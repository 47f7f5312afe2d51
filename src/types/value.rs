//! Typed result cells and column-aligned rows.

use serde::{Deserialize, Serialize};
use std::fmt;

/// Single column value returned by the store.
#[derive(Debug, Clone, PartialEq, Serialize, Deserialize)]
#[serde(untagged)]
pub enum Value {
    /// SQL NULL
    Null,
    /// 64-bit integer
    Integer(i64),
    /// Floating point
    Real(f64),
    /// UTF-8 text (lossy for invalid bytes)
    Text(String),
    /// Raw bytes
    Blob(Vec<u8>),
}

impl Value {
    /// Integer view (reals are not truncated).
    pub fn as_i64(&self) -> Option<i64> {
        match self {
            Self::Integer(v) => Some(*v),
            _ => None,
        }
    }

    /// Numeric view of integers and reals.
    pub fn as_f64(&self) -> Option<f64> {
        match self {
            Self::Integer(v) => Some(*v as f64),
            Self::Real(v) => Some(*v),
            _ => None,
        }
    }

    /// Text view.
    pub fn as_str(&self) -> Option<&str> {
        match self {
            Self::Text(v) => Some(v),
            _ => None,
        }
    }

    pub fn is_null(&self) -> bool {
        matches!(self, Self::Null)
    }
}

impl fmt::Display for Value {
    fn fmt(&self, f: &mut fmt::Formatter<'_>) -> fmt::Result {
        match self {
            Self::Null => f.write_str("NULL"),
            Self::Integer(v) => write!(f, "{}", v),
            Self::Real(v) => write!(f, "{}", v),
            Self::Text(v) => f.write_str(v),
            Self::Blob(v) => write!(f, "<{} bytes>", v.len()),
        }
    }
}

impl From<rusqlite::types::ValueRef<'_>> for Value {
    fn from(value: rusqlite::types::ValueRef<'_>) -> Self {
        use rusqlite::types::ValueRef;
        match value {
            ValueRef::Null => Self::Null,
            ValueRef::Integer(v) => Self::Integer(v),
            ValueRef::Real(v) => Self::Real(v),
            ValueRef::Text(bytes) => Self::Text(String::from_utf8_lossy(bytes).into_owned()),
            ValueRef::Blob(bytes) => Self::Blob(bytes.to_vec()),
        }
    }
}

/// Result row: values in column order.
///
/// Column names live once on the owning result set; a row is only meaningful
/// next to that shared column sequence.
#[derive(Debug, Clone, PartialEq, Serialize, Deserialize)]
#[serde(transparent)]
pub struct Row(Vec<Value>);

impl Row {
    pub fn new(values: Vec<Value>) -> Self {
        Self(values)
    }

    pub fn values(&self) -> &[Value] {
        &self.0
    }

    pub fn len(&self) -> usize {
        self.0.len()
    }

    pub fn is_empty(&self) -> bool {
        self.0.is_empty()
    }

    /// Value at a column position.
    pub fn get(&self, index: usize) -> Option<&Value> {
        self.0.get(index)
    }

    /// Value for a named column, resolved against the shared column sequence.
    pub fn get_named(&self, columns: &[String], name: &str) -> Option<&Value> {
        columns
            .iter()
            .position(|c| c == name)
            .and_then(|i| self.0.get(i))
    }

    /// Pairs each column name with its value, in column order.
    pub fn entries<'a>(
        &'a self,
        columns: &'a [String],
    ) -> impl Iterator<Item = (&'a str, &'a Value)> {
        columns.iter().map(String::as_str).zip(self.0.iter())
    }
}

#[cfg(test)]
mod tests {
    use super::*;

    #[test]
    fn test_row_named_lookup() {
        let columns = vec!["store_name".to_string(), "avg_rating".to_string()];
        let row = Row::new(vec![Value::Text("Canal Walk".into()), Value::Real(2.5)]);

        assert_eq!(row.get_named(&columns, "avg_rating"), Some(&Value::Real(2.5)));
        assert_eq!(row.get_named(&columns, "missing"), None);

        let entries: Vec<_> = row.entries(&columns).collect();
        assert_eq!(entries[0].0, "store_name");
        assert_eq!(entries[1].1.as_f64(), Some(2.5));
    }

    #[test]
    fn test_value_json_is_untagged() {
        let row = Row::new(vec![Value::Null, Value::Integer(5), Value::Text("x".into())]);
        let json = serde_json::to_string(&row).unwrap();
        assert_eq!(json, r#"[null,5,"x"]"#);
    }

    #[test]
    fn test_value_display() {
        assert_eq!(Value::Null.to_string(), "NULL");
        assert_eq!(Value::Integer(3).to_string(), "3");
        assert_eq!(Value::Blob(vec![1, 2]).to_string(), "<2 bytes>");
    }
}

Exercise = Whatever the entries say, repeat all of them exactly.

Output for this task =
repository 47f7f5312afe2d51
filename src/types/value.rs
//! Typed result cells and column-aligned rows.

use serde::{Deserialize, Serialize};
use std::fmt;

/// Single column value returned by the store.
#[derive(Debug, Clone, PartialEq, Serialize, Deserialize)]
#[serde(untagged)]
pub enum Value {
    /// SQL NULL
    Null,
    /// 64-bit integer
    Integer(i64),
    /// Floating point
    Real(f64),
    /// UTF-8 text (lossy for invalid bytes)
    Text(String),
    /// Raw bytes
    Blob(Vec<u8>),
}

impl Value {
    /// Integer view (reals are not truncated).
    pub fn as_i64(&self) -> Option<i64> {
        match self {
            Self::Integer(v) => Some(*v),
            _ => None,
        }
    }

    /// Numeric view of integers and reals.
    pub fn as_f64(&self) -> Option<f64> {
        match self {
            Self::Integer(v) => Some(*v as f64),
            Self::Real(v) => Some(*v),
            _ => None,
        }
    }

    /// Text view.
    pub fn as_str(&self) -> Option<&str> {
        match self {
            Self::Text(v) => Some(v),
            _ => None,
        }
    }

    pub fn is_null(&self) -> bool {
        matches!(self, Self::Null)
    }
}

impl fmt::Display for Value {
    fn fmt(&self, f: &mut fmt::Formatter<'_>) -> fmt::Result {
        match self {
            Self::Null => f.write_str("NULL"),
            Self::Integer(v) => write!(f, "{}", v),
            Self::Real(v) => write!(f, "{}", v),
            Self::Text(v) => f.write_str(v),
            Self::Blob(v) => write!(f, "<{} bytes>", v.len()),
        }
    }
}

impl From<rusqlite::types::ValueRef<'_>> for Value {
    fn from(value: rusqlite::types::ValueRef<'_>) -> Self {
        use rusqlite::types::ValueRef;
        match value {
            ValueRef::Null => Self::Null,
            ValueRef::Integer(v) => Self::Integer(v),
            ValueRef::Real(v) => Self::Real(v),
            ValueRef::Text(bytes) => Self::Text(String::from_utf8_lossy(bytes).into_owned()),
            ValueRef::Blob(bytes) => Self::Blob(bytes.to_vec()),
        }
    }
}

/// Result row: values in column order.
///
/// Column names live once on the owning result set; a row is only meaningful
/// next to that shared column sequence.
#[derive(Debug, Clone, PartialEq, Serialize, Deserialize)]
#[serde(transparent)]
pub struct Row(Vec<Value>);

impl Row {
    pub fn new(values: Vec<Value>) -> Self {
        Self(values)
    }

    pub fn values(&self) -> &[Value] {
        &self.0
    }

    pub fn len(&self) -> usize {
        self.0.len()
    }

    pub fn is_empty(&self) -> bool {
        self.0.is_empty()
    }

    /// Value at a column position.
    pub fn get(&self, index: usize) -> Option<&Value> {
        self.0.get(index)
    }

    /// Value for a named column, resolved against the shared column sequence.
    pub fn get_named(&self, columns: &[String], name: &str) -> Option<&Value> {
        columns
            .iter()
            .position(|c| c == name)
            .and_then(|i| self.0.get(i))
    }

    /// Pairs each column name with its value, in column order.
    pub fn entries<'a>(
        &'a self,
        columns: &'a [String],
    ) -> impl Iterator<Item = (&'a str, &'a Value)> {
        columns.iter().map(String::as_str).zip(self.0.iter())
    }
}

#[cfg(test)]
mod tests {
    use super::*;

    #[test]
    fn test_row_named_lookup() {
        let columns = vec!["store_name".to_string(), "avg_rating".to_string()];
        let row = Row::new(vec![Value::Text("Canal Walk".into()), Value::Real(2.5)]);

        assert_eq!(row.get_named(&columns, "avg_rating"), Some(&Value::Real(2.5)));
        assert_eq!(row.get_named(&columns, "missing"), None);

        let entries: Vec<_> = row.entries(&columns).collect();
        assert_eq!(entries[0].0, "store_name");
        assert_eq!(entries[1].1.as_f64(), Some(2.5));
    }

    #[test]
    fn test_value_json_is_untagged() {
        let row = Row::new(vec![Value::Null, Value::Integer(5), Value::Text("x".into())]);
        let json = serde_json::to_string(&row).unwrap();
        assert_eq!(json, r#"[null,5,"x"]"#);
    }

    #[test]
    fn test_value_display() {
        assert_eq!(Value::Null.to_string(), "NULL");
        assert_eq!(Value::Integer(3).to_string(), "3");
        assert_eq!(Value::Blob(vec![1, 2]).to_string(), "<2 bytes>");
    }
}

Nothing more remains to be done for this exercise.